Only to then find themselves battling to get to the bathroom with a stomach full of alcohol-induced bile whilst climbing over a mountain of classic literature which they’ve always wanted to read, rather than just have it lying around their house in full view to impress guests who just happen to have the same pile of unread classics in their houses. This tends to happen around the middle of February.
During the in-between days, I did read an article which lamented the unrelenting march of technology, particularly artificial intelligence and social media and some of the inherent dangers within, and which also cast a misty eye to the past and the loss of so many simple things which people of a certain age would recognise immediately. Bus conductors, milk floats, telephone boxes, people selling fish from boxes in pubs, going to Blockbusters to rent a video on a Friday night, and house parties to mention a few.

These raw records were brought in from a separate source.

//! Health check endpoint.

use axum::extract::State;
use axum::Json;
use serde::Serialize;

use crate::error::Result;
use crate::state::AppState;

#[derive(Serialize)]
pub struct Health {
    pub status: String,
    pub version: String,
    /// Orders persisted so far, as a cheap liveness probe of the database.
    pub orders: i64,
}

/// Health check endpoint.
pub async fn health(State(state): State<AppState>) -> Result<Json<Health>> {
    let orders = database::order::count_orders(state.db.pool())
        .await
        .map_err(|e| crate::error::ApiError::Internal(e.to_string()))?;

    Ok(Json(Health {
        status: "ok".to_string(),
        version: env!("CARGO_PKG_VERSION").to_string(),
        orders,
    }))
}
//! Route handlers for the order intake API.

pub mod catalog;
pub mod health;
pub mod sessions;

use axum::routing::{get, patch, post};
use axum::Router;

use crate::state::AppState;

/// Build the router with all routes.
pub fn router() -> Router<AppState> {
    Router::new()
        // Health check
        .route("/health", get(health::health))
        // Catalog and option lists
        .route("/api/catalog", get(catalog::catalog_api))
        // Intake sessions
        .route("/api/sessions", post(sessions::create_api))
        .route("/api/sessions/:id", get(sessions::get_api))
        .route("/api/sessions/:id", patch(sessions::edit_api))
        .route("/api/sessions/:id/chat", post(sessions::chat_api))
        .route("/api/sessions/:id/submit", post(sessions::submit_api))
}
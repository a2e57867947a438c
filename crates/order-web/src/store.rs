//! SQLite-backed order store for the intake flow.

use assistant::async_trait;
use database::Database;
use intake::{OrderStore, StoreError};
use order_core::OrderRequest;

/// [`OrderStore`] implementation over the SQLite `orders` table.
#[derive(Clone)]
pub struct SqliteStore {
    db: Database,
}

impl SqliteStore {
    /// Wrap a connected database.
    pub fn new(db: Database) -> Self {
        Self { db }
    }
}

#[async_trait]
impl OrderStore for SqliteStore {
    async fn insert(&self, order: &OrderRequest) -> Result<(), StoreError> {
        database::order::insert_order(self.db.pool(), order)
            .await
            .map(|_| ())
            .map_err(|e| StoreError::Backend(e.to_string()))
    }
}

#[cfg(test)]
mod tests {
    use super::*;

    #[tokio::test]
    async fn test_insert_through_store_trait() {
        let db = Database::connect("sqlite::memory:").await.unwrap();
        db.migrate().await.unwrap();

        let store = SqliteStore::new(db.clone());
        store.insert(&OrderRequest::default()).await.unwrap();

        assert_eq!(database::order::count_orders(db.pool()).await.unwrap(), 1);
    }
}
//! Order persistence operations.

use sqlx::SqlitePool;
use tracing::info;

use order_core::{OrderRequest, OrderStatus};

use crate::error::{DatabaseError, Result};
use crate::models::OrderRow;

/// Insert a submitted order record, returning its row id.
///
/// Each submission is a single independent write; retrying after a failure
/// is the caller's (or the buyer's) decision.
pub async fn insert_order(pool: &SqlitePool, order: &OrderRequest) -> Result<i64> {
    let status = match order.status {
        OrderStatus::New => "new",
        OrderStatus::Pending => "pending",
    };

    let result = sqlx::query(
        r#"
        INSERT INTO orders (
            product, quantity, packaging, destination, incoterms, delivery_date,
            buyer_name, company, email, phone, notes, status, source
        )
        VALUES (?, ?, ?, ?, ?, ?, ?, ?, ?, ?, ?, ?, ?)
        "#,
    )
    .bind(&order.product)
    .bind(&order.quantity)
    .bind(&order.packaging)
    .bind(&order.destination)
    .bind(&order.incoterms)
    .bind(&order.delivery_date)
    .bind(&order.buyer_name)
    .bind(&order.company)
    .bind(&order.email)
    .bind(&order.phone)
    .bind(&order.notes)
    .bind(status)
    .bind(&order.source)
    .execute(pool)
    .await?;

    let id = result.last_insert_rowid();
    info!(id, product = %order.product, "Order persisted");
    Ok(id)
}

/// Fetch one order by id.
pub async fn get_order(pool: &SqlitePool, id: i64) -> Result<OrderRow> {
    sqlx::query_as::<_, OrderRow>(
        r#"
        SELECT id, product, quantity, packaging, destination, incoterms, delivery_date,
               buyer_name, company, email, phone, notes, status, source, created_at
        FROM orders
        WHERE id = ?
        "#,
    )
    .bind(id)
    .fetch_optional(pool)
    .await?
    .ok_or(DatabaseError::NotFound {
        entity: "Order",
        id: id.to_string(),
    })
}

/// List all orders, newest first.
pub async fn list_orders(pool: &SqlitePool) -> Result<Vec<OrderRow>> {
    let orders = sqlx::query_as::<_, OrderRow>(
        r#"
        SELECT id, product, quantity, packaging, destination, incoterms, delivery_date,
               buyer_name, company, email, phone, notes, status, source, created_at
        FROM orders
        ORDER BY created_at DESC, id DESC
        "#,
    )
    .fetch_all(pool)
    .await?;

    Ok(orders)
}

/// Count persisted orders.
pub async fn count_orders(pool: &SqlitePool) -> Result<i64> {
    let count = sqlx::query_scalar::<_, i64>("SELECT COUNT(*) FROM orders")
        .fetch_one(pool)
        .await?;
    Ok(count)
}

And this wasn’t just some saccharine-laced trip down memory lane. It was about how we actually communicate with each other and a serious look at how we have lost so much human contact while also watching ourselves being slowly sucked into a dark, unruly world of lies, rumours and rancour populated by conspiracy theorists, people who are vulnerable and frightened, and where the truth is nothing more than an inconvenient shadow slowly disappearing from the screen. All run by megalomaniacs vying to be the world’s first trillionaire.
Recently, Mark Zuckerberg, the CEO of Meta announced that it would be dismantling its fact-checking apparatus in order to, as he put it, “get back to our roots around free expression.” What this actually means is that anyone on let’s say Facebook, will be able to say almost anything whether it’s true or not and it will not be moderated in any way.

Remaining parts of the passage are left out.